OGH 14Os128/94 (14Os131/94)

14Os128/94 (14Os131/94)Obergericht06.09.1994

Gesamter Gesetzestext

OGH 14Os128/94 (14Os131/94)

  • Dokumenttyp: Entscheidungstext
  • Entscheidungsdatum: 06.09.1994

Kopf

Der Oberste Gerichtshof hat am 6.September 1994 durch den Hofrat des Obersten Gerichtshofes Dr.Ebner als Vorsitzenden und durch die Hofräte des Obersten Gerichtshofes Dr.Massauer, Mag.Strieder, Dr.E.Adamovic und Dr.Holzweber als weitere Richter, in Gegenwart des Richteramtsanwärters Mag.Kriz als Schriftführer, in der Strafsache gegen Wolfgang H***** und andere Angeklagte wegen des Verbrechens des teils vollendeten, teils versuchten gewerbsmäßig schweren Betruges nach §§ 146, 147 Abs 1 Z 1, Abs 3, 148 zweiter Fall und § 15 StGB über die Nichtigkeitsbeschwerde und die Berufung des Angeklagten Christian K***** sowie über die Berufung des Angeklagten Wolfgang H***** gegen das Urteil des Landesgerichtes Ried im Innkreis als Schöffengericht vom 26.April 1994, GZ 9 Vr 619/93-81, ferner über eine damit verbundene Beschwerde des Angeklagten Christian K***** (§§ 494 a Abs 4, 498 Abs 3 StPO) nach Anhörung der Generalprokuratur in nichtöffentlicher Sitzung den Beschluß

gefaßt:

Spruch

Die Nichtigkeitsbeschwerde wird zurückgewiesen.

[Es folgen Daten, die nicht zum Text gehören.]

// ============================================
// File: crates/tunwarden-engine/src/processor.rs
// ============================================
//! # Built-in Processors
//!
//! ## Last Modified
//! v0.1.0 - Passthrough processor

use async_trait::async_trait;
use tracing::trace;

use tunwarden_transport::{Packet, PacketProcessor, Result, Verdict};

/// Accepts every packet as `Direct`.
///
/// Used by the CLI when no userspace stack is attached, so the interface
/// can be brought up and observed on its own.
#[derive(Debug, Default, Clone, Copy)]
pub struct PassthroughProcessor;

#[async_trait]
impl PacketProcessor for PassthroughProcessor {
    async fn process(&self, packet: &Packet) -> Result<Verdict> {
        let meta = packet.meta();
        trace!(
            protocol = %meta.protocol,
            source = ?meta.source.map(|e| e.to_string()),
            destination = ?meta.destination.map(|e| e.to_string()),
            bytes = meta.size,
            "Passthrough"
        );
        Ok(Verdict::Direct)
    }
}

#[cfg(test)]
mod tests {
    use super::*;

    #[tokio::test]
    async fn test_passthrough_is_direct() {
        let packet = Packet::new(vec![0x45, 0, 0, 20]);
        assert_eq!(PassthroughProcessor.process(&packet).await.unwrap(), Verdict::Direct);
    }
}
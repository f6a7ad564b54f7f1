// ============================================
// File: crates/tunwarden-config/src/value.rs
// ============================================
//! # Document Value Tree
//!
//! ## Creation Reason
//! Configuration documents are nested key/value trees whose leaves are
//! strings, numbers or booleans. Descending a dotted key has to know, at each
//! segment, whether the value is a nested document. A closed tagged type
//! makes that check a `match` instead of a runtime type check.
//!
//! ## Main Functionality
//! - `Scalar`: String, integer, float or boolean leaf
//! - `Value`: `Scalar`, `Sequence` or `Document`
//! - `Document`: Ordered map of keys to values with dotted-key access
//!
//! ## Dotted Keys
//! ```text
//! "dns.nameserver"  ──►  root["dns"]  ──►  (doc)["nameserver"]
//!                          │
//!                          └─ missing on set: created as empty document
//!                          └─ present but not a document: InvalidPath
//! ```
//!
//! ## ⚠️ Important Note for Next Developer
//! - `null` has no representation; decoders reject it
//! - TOML datetimes decode to their string form
//! - Key order is sorted and carries no meaning
//!
//! ## Last Modified
//! v0.1.0 - Initial value tree

use std::collections::btree_map;
use std::collections::BTreeMap;
use std::fmt;

use serde::de::{self, MapAccess, SeqAccess, Visitor};
use serde::ser::{SerializeMap, SerializeSeq};
use serde::{Deserialize, Deserializer, Serialize, Serializer};

use crate::error::{ConfigError, Result};

// ============================================
// Constants
// ============================================

/// Separator between dotted key segments.
pub const KEY_SEPARATOR: char = '.';

/// Marker key the `toml` deserializer uses to smuggle datetimes.
const TOML_DATETIME_KEY: &str = "$__toml_private_datetime";

// ============================================
// Scalar
// ============================================

/// Leaf value of a document.
#[derive(Debug, Clone, PartialEq)]
pub enum Scalar {
    /// UTF-8 string.
    String(String),
    /// Signed integer.
    Integer(i64),
    /// Floating point number.
    Float(f64),
    /// Boolean.
    Boolean(bool),
}

// ============================================
// Value
// ============================================

/// Any value that can appear in a document.
#[derive(Debug, Clone, PartialEq)]
pub enum Value {
    /// Leaf value.
    Scalar(Scalar),
    /// Ordered sequence of values.
    Sequence(Vec<Value>),
    /// Nested document.
    Document(Document),
}

impl Value {
    /// Returns a short name for the variant, used in error messages.
    #[must_use]
    pub const fn kind_name(&self) -> &'static str {
        match self {
            Self::Scalar(Scalar::String(_)) => "string",
            Self::Scalar(Scalar::Integer(_)) => "integer",
            Self::Scalar(Scalar::Float(_)) => "float",
            Self::Scalar(Scalar::Boolean(_)) => "boolean",
            Self::Sequence(_) => "sequence",
            Self::Document(_) => "document",
        }
    }

    /// Returns the string if this is a string scalar.
    #[must_use]
    pub fn as_str(&self) -> Option<&str> {
        match self {
            Self::Scalar(Scalar::String(s)) => Some(s),
            _ => None,
        }
    }

    /// Returns the integer if this is an integer scalar.
    #[must_use]
    pub const fn as_i64(&self) -> Option<i64> {
        match self {
            Self::Scalar(Scalar::Integer(i)) => Some(*i),
            _ => None,
        }
    }

    /// Returns the number as a float (integers are widened).
    #[must_use]
    #[allow(clippy::cast_precision_loss)]
    pub const fn as_f64(&self) -> Option<f64> {
        match self {
            Self::Scalar(Scalar::Float(f)) => Some(*f),
            Self::Scalar(Scalar::Integer(i)) => Some(*i as f64),
            _ => None,
        }
    }

    /// Returns the boolean if this is a boolean scalar.
    #[must_use]
    pub const fn as_bool(&self) -> Option<bool> {
        match self {
            Self::Scalar(Scalar::Boolean(b)) => Some(*b),
            _ => None,
        }
    }

    /// Returns the items if this is a sequence.
    #[must_use]
    pub fn as_sequence(&self) -> Option<&[Value]> {
        match self {
            Self::Sequence(items) => Some(items),
            _ => None,
        }
    }

    /// Returns the nested document if this is one.
    #[must_use]
    pub const fn as_document(&self) -> Option<&Document> {
        match self {
            Self::Document(doc) => Some(doc),
            _ => None,
        }
    }
}

impl From<Scalar> for Value {
    fn from(s: Scalar) -> Self {
        Self::Scalar(s)
    }
}

impl From<&str> for Value {
    fn from(s: &str) -> Self {
        Self::Scalar(Scalar::String(s.to_string()))
    }
}

impl From<String> for Value {
    fn from(s: String) -> Self {
        Self::Scalar(Scalar::String(s))
    }
}

impl From<i64> for Value {
    fn from(i: i64) -> Self {
        Self::Scalar(Scalar::Integer(i))
    }
}

impl From<f64> for Value {
    fn from(f: f64) -> Self {
        Self::Scalar(Scalar::Float(f))
    }
}

impl From<bool> for Value {
    fn from(b: bool) -> Self {
        Self::Scalar(Scalar::Boolean(b))
    }
}

impl From<Vec<Value>> for Value {
    fn from(items: Vec<Value>) -> Self {
        Self::Sequence(items)
    }
}

impl From<Document> for Value {
    fn from(doc: Document) -> Self {
        Self::Document(doc)
    }
}

// ============================================
// Document
// ============================================

/// Nested key/value document.
///
/// # Example
/// ```
/// use tunwarden_config::value::{Document, Value};
///
/// let mut doc = Document::new();
/// doc.set_path("tun.mtu", Value::from(1400_i64)).unwrap();
///
/// assert_eq!(doc.get_path("tun.mtu").and_then(Value::as_i64), Some(1400));
/// assert!(doc.get_path("tun.missing").is_none());
///
/// // Cannot descend into a leaf
/// assert!(doc.set_path("tun.mtu.bytes", Value::from(1_i64)).is_err());
/// ```
#[derive(Debug, Clone, Default, PartialEq)]
pub struct Document(BTreeMap<String, Value>);

impl Document {
    /// Creates an empty document.
    #[must_use]
    pub fn new() -> Self {
        Self(BTreeMap::new())
    }

    /// Builder-style insert of a direct child.
    #[must_use]
    pub fn with(mut self, key: impl Into<String>, value: impl Into<Value>) -> Self {
        self.0.insert(key.into(), value.into());
        self
    }

    /// Returns the number of direct children.
    #[must_use]
    pub fn len(&self) -> usize {
        self.0.len()
    }

    /// Returns `true` if the document has no children.
    #[must_use]
    pub fn is_empty(&self) -> bool {
        self.0.is_empty()
    }

    /// Returns a direct child.
    #[must_use]
    pub fn get(&self, key: &str) -> Option<&Value> {
        self.0.get(key)
    }

    /// Inserts a direct child, returning the previous value.
    pub fn insert(&mut self, key: impl Into<String>, value: impl Into<Value>) -> Option<Value> {
        self.0.insert(key.into(), value.into())
    }

    /// Removes a direct child.
    pub fn remove(&mut self, key: &str) -> Option<Value> {
        self.0.remove(key)
    }

    /// Iterates over direct child keys.
    pub fn keys(&self) -> impl Iterator<Item = &str> {
        self.0.keys().map(String::as_str)
    }

    /// Iterates over direct children.
    pub fn iter(&self) -> btree_map::Iter<'_, String, Value> {
        self.0.iter()
    }

    /// Resolves a dotted key.
    ///
    /// Returns `None` if any segment is missing, if an intermediate value is
    /// not a document, or if the key is malformed.
    #[must_use]
    pub fn get_path(&self, key: &str) -> Option<&Value> {
        let segments = split_key(key).ok()?;
        let (last, parents) = segments.split_last()?;

        let mut current = self;
        for segment in parents {
            current = current.0.get(*segment)?.as_document()?;
        }
        current.0.get(*last)
    }

    /// Assigns a value at a dotted key, creating missing intermediate
    /// documents. Returns the value previously stored at the key.
    ///
    /// # Errors
    /// Returns `InvalidPath` if the key is malformed or an intermediate
    /// segment holds a non-document value. Nothing is modified on error.
    pub fn set_path(&mut self, key: &str, value: Value) -> Result<Option<Value>> {
        let segments = split_key(key)?;
        let Some((last, parents)) = segments.split_last() else {
            return Err(ConfigError::invalid_path(key, "key is empty"));
        };

        // Fail before creating anything so the write is all-or-nothing.
        let mut cursor = Some(&*self);
        for (depth, segment) in parents.iter().enumerate() {
            cursor = match cursor.and_then(|doc| doc.0.get(*segment)) {
                Some(Value::Document(doc)) => Some(doc),
                Some(other) => {
                    return Err(ConfigError::invalid_path(
                        segments[..=depth].join("."),
                        format!("cannot descend into {} value", other.kind_name()),
                    ));
                }
                None => None,
            };
        }

        let mut current = self;
        for segment in parents {
            let entry = current
                .0
                .entry((*segment).to_string())
                .or_insert_with(|| Value::Document(Document::new()));
            current = match entry {
                Value::Document(doc) => doc,
                // Checked by the read-only pass above.
                _ => return Err(ConfigError::invalid_path(key, "intermediate value changed")),
            };
        }

        Ok(current.0.insert((*last).to_string(), value))
    }
}

impl FromIterator<(String, Value)> for Document {
    fn from_iter<I: IntoIterator<Item = (String, Value)>>(iter: I) -> Self {
        Self(iter.into_iter().collect())
    }
}

impl IntoIterator for Document {
    type Item = (String, Value);
    type IntoIter = btree_map::IntoIter<String, Value>;

    fn into_iter(self) -> Self::IntoIter {
        self.0.into_iter()
    }
}

/// Splits a dotted key into segments.
///
/// # Errors
/// Returns `InvalidPath` for an empty key or an empty segment (`"a..b"`).
pub fn split_key(key: &str) -> Result<Vec<&str>> {
    if key.is_empty() {
        return Err(ConfigError::invalid_path(key, "key is empty"));
    }
    let segments: Vec<&str> = key.split(KEY_SEPARATOR).collect();
    if segments.iter().any(|s| s.is_empty()) {
        return Err(ConfigError::invalid_path(key, "key contains an empty segment"));
    }
    Ok(segments)
}

// ============================================
// Serde
// ============================================

impl Serialize for Value {
    fn serialize<S: Serializer>(&self, serializer: S) -> std::result::Result<S::Ok, S::Error> {
        match self {
            Self::Scalar(Scalar::String(s)) => serializer.serialize_str(s),
            Self::Scalar(Scalar::Integer(i)) => serializer.serialize_i64(*i),
            Self::Scalar(Scalar::Float(f)) => serializer.serialize_f64(*f),
            Self::Scalar(Scalar::Boolean(b)) => serializer.serialize_bool(*b),
            Self::Sequence(items) => {
                let mut seq = serializer.serialize_seq(Some(items.len()))?;
                for item in items {
                    seq.serialize_element(item)?;
                }
                seq.end()
            }
            Self::Document(doc) => doc.serialize(serializer),
        }
    }
}

impl Serialize for Document {
    fn serialize<S: Serializer>(&self, serializer: S) -> std::result::Result<S::Ok, S::Error> {
        let mut map = serializer.serialize_map(Some(self.0.len()))?;
        for (key, value) in &self.0 {
            map.serialize_entry(key, value)?;
        }
        map.end()
    }
}

struct ValueVisitor;

impl<'de> Visitor<'de> for ValueVisitor {
    type Value = Value;

    fn expecting(&self, f: &mut fmt::Formatter<'_>) -> fmt::Result {
        f.write_str("a string, number, boolean, sequence or document")
    }

    fn visit_bool<E: de::Error>(self, v: bool) -> std::result::Result<Value, E> {
        Ok(Value::from(v))
    }

    fn visit_i64<E: de::Error>(self, v: i64) -> std::result::Result<Value, E> {
        Ok(Value::from(v))
    }

    #[allow(clippy::cast_precision_loss)]
    fn visit_u64<E: de::Error>(self, v: u64) -> std::result::Result<Value, E> {
        Ok(i64::try_from(v).map_or(Value::from(v as f64), Value::from))
    }

    fn visit_f64<E: de::Error>(self, v: f64) -> std::result::Result<Value, E> {
        Ok(Value::from(v))
    }

    fn visit_str<E: de::Error>(self, v: &str) -> std::result::Result<Value, E> {
        Ok(Value::from(v))
    }

    fn visit_string<E: de::Error>(self, v: String) -> std::result::Result<Value, E> {
        Ok(Value::from(v))
    }

    fn visit_unit<E: de::Error>(self) -> std::result::Result<Value, E> {
        Err(E::custom("null values are not supported"))
    }

    fn visit_none<E: de::Error>(self) -> std::result::Result<Value, E> {
        Err(E::custom("null values are not supported"))
    }

    fn visit_some<D: Deserializer<'de>>(self, deserializer: D) -> std::result::Result<Value, D::Error> {
        Value::deserialize(deserializer)
    }

    fn visit_seq<A: SeqAccess<'de>>(self, mut seq: A) -> std::result::Result<Value, A::Error> {
        let mut items = Vec::with_capacity(seq.size_hint().unwrap_or(0));
        while let Some(item) = seq.next_element()? {
            items.push(item);
        }
        Ok(Value::Sequence(items))
    }

    fn visit_map<A: MapAccess<'de>>(self, mut map: A) -> std::result::Result<Value, A::Error> {
        let mut doc = BTreeMap::new();
        while let Some(key) = map.next_key::<String>()? {
            if key == TOML_DATETIME_KEY {
                let raw: String = map.next_value()?;
                return Ok(Value::from(raw));
            }
            let value: Value = map.next_value()?;
            doc.insert(key, value);
        }
        Ok(Value::Document(Document(doc)))
    }
}

impl<'de> Deserialize<'de> for Value {
    fn deserialize<D: Deserializer<'de>>(deserializer: D) -> std::result::Result<Self, D::Error> {
        deserializer.deserialize_any(ValueVisitor)
    }
}

impl<'de> Deserialize<'de> for Document {
    fn deserialize<D: Deserializer<'de>>(deserializer: D) -> std::result::Result<Self, D::Error> {
        match Value::deserialize(deserializer)? {
            Value::Document(doc) => Ok(doc),
            other => Err(de::Error::custom(format!(
                "expected a document at the root, found {}",
                other.kind_name()
            ))),
        }
    }
}

// ============================================
// Tests
// ============================================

Zur Entscheidung über die Berufungen und die Beschwerde werden die Akten dem Oberlandesgericht Linz zugeleitet.

Den Angeklagten fallen auch die Kosten des bisherigen Rechtsmittelverfahrens zur Last.

Begründung

Gründe:

Mit dem angefochtenen Urteil wurden die Angeklagten Christian K***** und Wolfgang H***** des Verbrechens des teils vollendeten, teils versuchten gewerbsmäßig schweren Betruges nach §§ 146, 147 Abs 1 Z 1 und Abs 3, 148 zweiter Fall und § 15 StGB schuldig erkannt und je zu teilbedingten Freiheitsstrafen verurteilt. Bei Christian K***** wurde zugleich eine bedingte Strafnachsicht widerrufen (§ 494 a Abs 1 Z 4 StPO).

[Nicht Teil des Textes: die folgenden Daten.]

// ============================================
// File: crates/tunwarden-engine/src/dataplane.rs
// ============================================
//! # Data-Plane Loop
//!
//! ## Creation Reason
//! While the interface is active, a single background task moves packets
//! from the device to the processor and accounts for them.
//!
//! ## Main Functionality
//! - `DataPlane`: The injected source, sink and processor
//! - `run()`: Tick loop spawned by `Interceptor::start`
//!
//! ## Loop Shape
//! ```text
//! every tick:
//!   ├── cancelled?            → exit
//!   ├── epoch still current?  → else exit
//!   └── drain up to `burst` packets
//!         ├── record In
//!         └── processor verdict
//!               ├── Drop / error → record drop
//!               └── Direct / Proxy → trace
//! ```
//!
//! ## ⚠️ Important Note for Next Developer
//! - The drain pass races the cancellation token, so a stalled read or a
//!   slow processor never delays Stop by more than the join timeout
//! - Read errors are absorbed here; they must never end the task
//! - Every record carries the loop's epoch. A record from a loop whose
//!   active period has ended is discarded by the interface state.
//!
//! ## Last Modified
//! v0.1.0 - Initial data-plane loop

use std::sync::Arc;

use tokio::time::MissedTickBehavior;
use tokio_util::sync::CancellationToken;
use tracing::{debug, info, trace, warn};

use tunwarden_common::types::Direction;
use tunwarden_transport::{
    Packet, PacketProcessor, PacketSink, PacketSource, TransportError, TunDevice, Verdict,
};

use crate::interface::InterfaceShared;
use crate::settings::EngineSettings;

// ============================================
// DataPlane
// ============================================

/// Capabilities the loop and the host packet calls work against.
#[derive(Clone)]
pub struct DataPlane {
    source: Arc<dyn PacketSource>,
    sink: Arc<dyn PacketSink>,
    processor: Arc<dyn PacketProcessor>,
}

impl DataPlane {
    /// Creates a data plane from separate capabilities.
    pub fn new(
        source: Arc<dyn PacketSource>,
        sink: Arc<dyn PacketSink>,
        processor: Arc<dyn PacketProcessor>,
    ) -> Self {
        Self {
            source,
            sink,
            processor,
        }
    }

    /// Creates a data plane that reads from and writes to one device.
    pub fn from_device<D>(device: Arc<D>, processor: Arc<dyn PacketProcessor>) -> Self
    where
        D: TunDevice + 'static,
    {
        let source: Arc<dyn PacketSource> = device.clone();
        let sink: Arc<dyn PacketSink> = device;
        Self::new(source, sink, processor)
    }

    /// Returns the read side.
    #[must_use]
    pub fn source(&self) -> &Arc<dyn PacketSource> {
        &self.source
    }

    /// Returns the write side.
    #[must_use]
    pub fn sink(&self) -> &Arc<dyn PacketSink> {
        &self.sink
    }
}

impl std::fmt::Debug for DataPlane {
    fn fmt(&self, f: &mut std::fmt::Formatter<'_>) -> std::fmt::Result {
        f.debug_struct("DataPlane").finish_non_exhaustive()
    }
}

// ============================================
// Loop
// ============================================

/// Result of one drain pass.
#[derive(Debug, Clone, Copy, PartialEq, Eq)]
enum Pass {
    /// Pass finished; this many packets were read.
    Drained(usize),
    /// The active period ended under us.
    Stale,
}

/// Runs the loop for one active period until cancelled or superseded.
pub(crate) async fn run(
    shared: Arc<InterfaceShared>,
    plane: DataPlane,
    settings: EngineSettings,
    epoch: u64,
    cancel: CancellationToken,
) {
    info!(epoch, tick = ?settings.tick_interval, burst = settings.burst, "Data plane started");

    let mut ticker = tokio::time::interval(settings.effective_tick());
    ticker.set_missed_tick_behavior(MissedTickBehavior::Delay);
    let mut failures = ReadFailures::new(settings.failure_reminder);

    loop {
        tokio::select! {
            biased;
            () = cancel.cancelled() => break,
            _ = ticker.tick() => {}
        }

        if !shared.is_current(epoch) {
            debug!(epoch, "Active period ended, data plane exiting");
            break;
        }

        let pass = tokio::select! {
            biased;
            () = cancel.cancelled() => break,
            pass = drain(&shared, &plane, settings.burst, epoch, &mut failures) => pass,
        };

        match pass {
            Pass::Drained(0) => {}
            Pass::Drained(count) => trace!(epoch, count, "Drain pass finished"),
            Pass::Stale => {
                debug!(epoch, "Record refused, data plane exiting");
                break;
            }
        }
    }

    info!(epoch, "Data plane stopped");
}

/// Reads up to `burst` packets and hands each to the processor.
async fn drain(
    shared: &InterfaceShared,
    plane: &DataPlane,
    burst: usize,
    epoch: u64,
    failures: &mut ReadFailures,
) -> Pass {
    let mut drained = 0;

    while drained < burst {
        match plane.source.recv().await {
            Ok(Some(packet)) => {
                failures.recovered();
                if !shared.record(epoch, Direction::In, packet.len()) {
                    return Pass::Stale;
                }
                drained += 1;
                dispatch(shared, plane.processor.as_ref(), epoch, &packet).await;
            }
            Ok(None) => {
                failures.recovered();
                break;
            }
            Err(e) => {
                failures.failed(&e);
                break;
            }
        }
    }

    Pass::Drained(drained)
}

async fn dispatch(
    shared: &InterfaceShared,
    processor: &dyn PacketProcessor,
    epoch: u64,
    packet: &Packet,
) {
    let meta = packet.meta();
    match processor.process(packet).await {
        Ok(Verdict::Drop) => {
            shared.record_drop(epoch);
            trace!(epoch, bytes = packet.len(), protocol = %meta.protocol, "Packet dropped by processor");
        }
        Ok(verdict) => {
            trace!(epoch, bytes = packet.len(), protocol = %meta.protocol, %verdict, "Packet dispatched");
        }
        Err(e) => {
            shared.record_drop(epoch);
            debug!(epoch, bytes = packet.len(), error = %e, "Processor failed, packet dropped");
        }
    }
}

// ============================================
// ReadFailures
// ============================================

/// Rate-limits logging of consecutive device read failures.
#[derive(Debug)]
struct ReadFailures {
    consecutive: u64,
    reminder: u64,
}

impl ReadFailures {
    const fn new(reminder: u64) -> Self {
        Self {
            consecutive: 0,
            reminder,
        }
    }

    fn failed(&mut self, err: &TransportError) {
        self.consecutive = self.consecutive.saturating_add(1);

        if self.consecutive == 1 {
            warn!(error = %err, transient = err.is_transient(), "Device read failed, retrying next tick");
        } else if self.reminder > 0 && self.consecutive % self.reminder == 0 {
            warn!(failures = self.consecutive, error = %err, "Device reads still failing");
        } else {
            debug!(failures = self.consecutive, error = %err, "Device read failed");
        }
    }

    fn recovered(&mut self) {
        if self.consecutive > 0 {
            info!(failures = self.consecutive, "Device reads recovered");
            self.consecutive = 0;
        }
    }
}

// ============================================
// Tests
// ============================================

Dagegen haben der Angeklagte Christian K***** Nichtigkeitsbeschwerde, Berufung und Beschwerde (S 248/II), der Angeklagte Wolfgang H***** Nichtigkeitsbeschwerde und Berufung wegen "Schuld" und Strafe (S 187/II) angemeldet. Wolfgang H***** hat seine Nichtigkeitsbeschwerde in der Folge zurückgezogen und nur die Berufung wegen des Ausspruches über die Strafe ausgeführt (ON 96). Christian K***** hat keines seiner angemeldeten Rechtsmittel ausgeführt.

Da Christian K***** auch bei der Anmeldung der Nichtigkeitsbeschwerde keinen der in § 281 Abs 1 Z 1 bis 11 StPO angegebenen Nichtigkeitsgründe deutlich und bestimmt bezeichnet hat, war seine Nichtigkeitsbeschwerde - was schon Sache des Vorsitzenden des Schöffensenates gewesen wäre (§§ 285 a Z 2, 285 b Abs 1 StPO) - bei einer nichtöffentlichen Beratung sofort zurückzuweisen (§§ 285 d Abs 1 Z 1 StPO). Über die Berufungen (auch über die an sich unzulässige Berufung des Angeklagten Wolfgang H***** "wegen Schuld") und über die Beschwerde hat sonach das Oberlandesgericht Linz zu entscheiden (§§ 285 i, 498 Abs 3 StPO).

Die Kostenersatzpflicht der Angeklagten ist in § 390 a StPO begründet.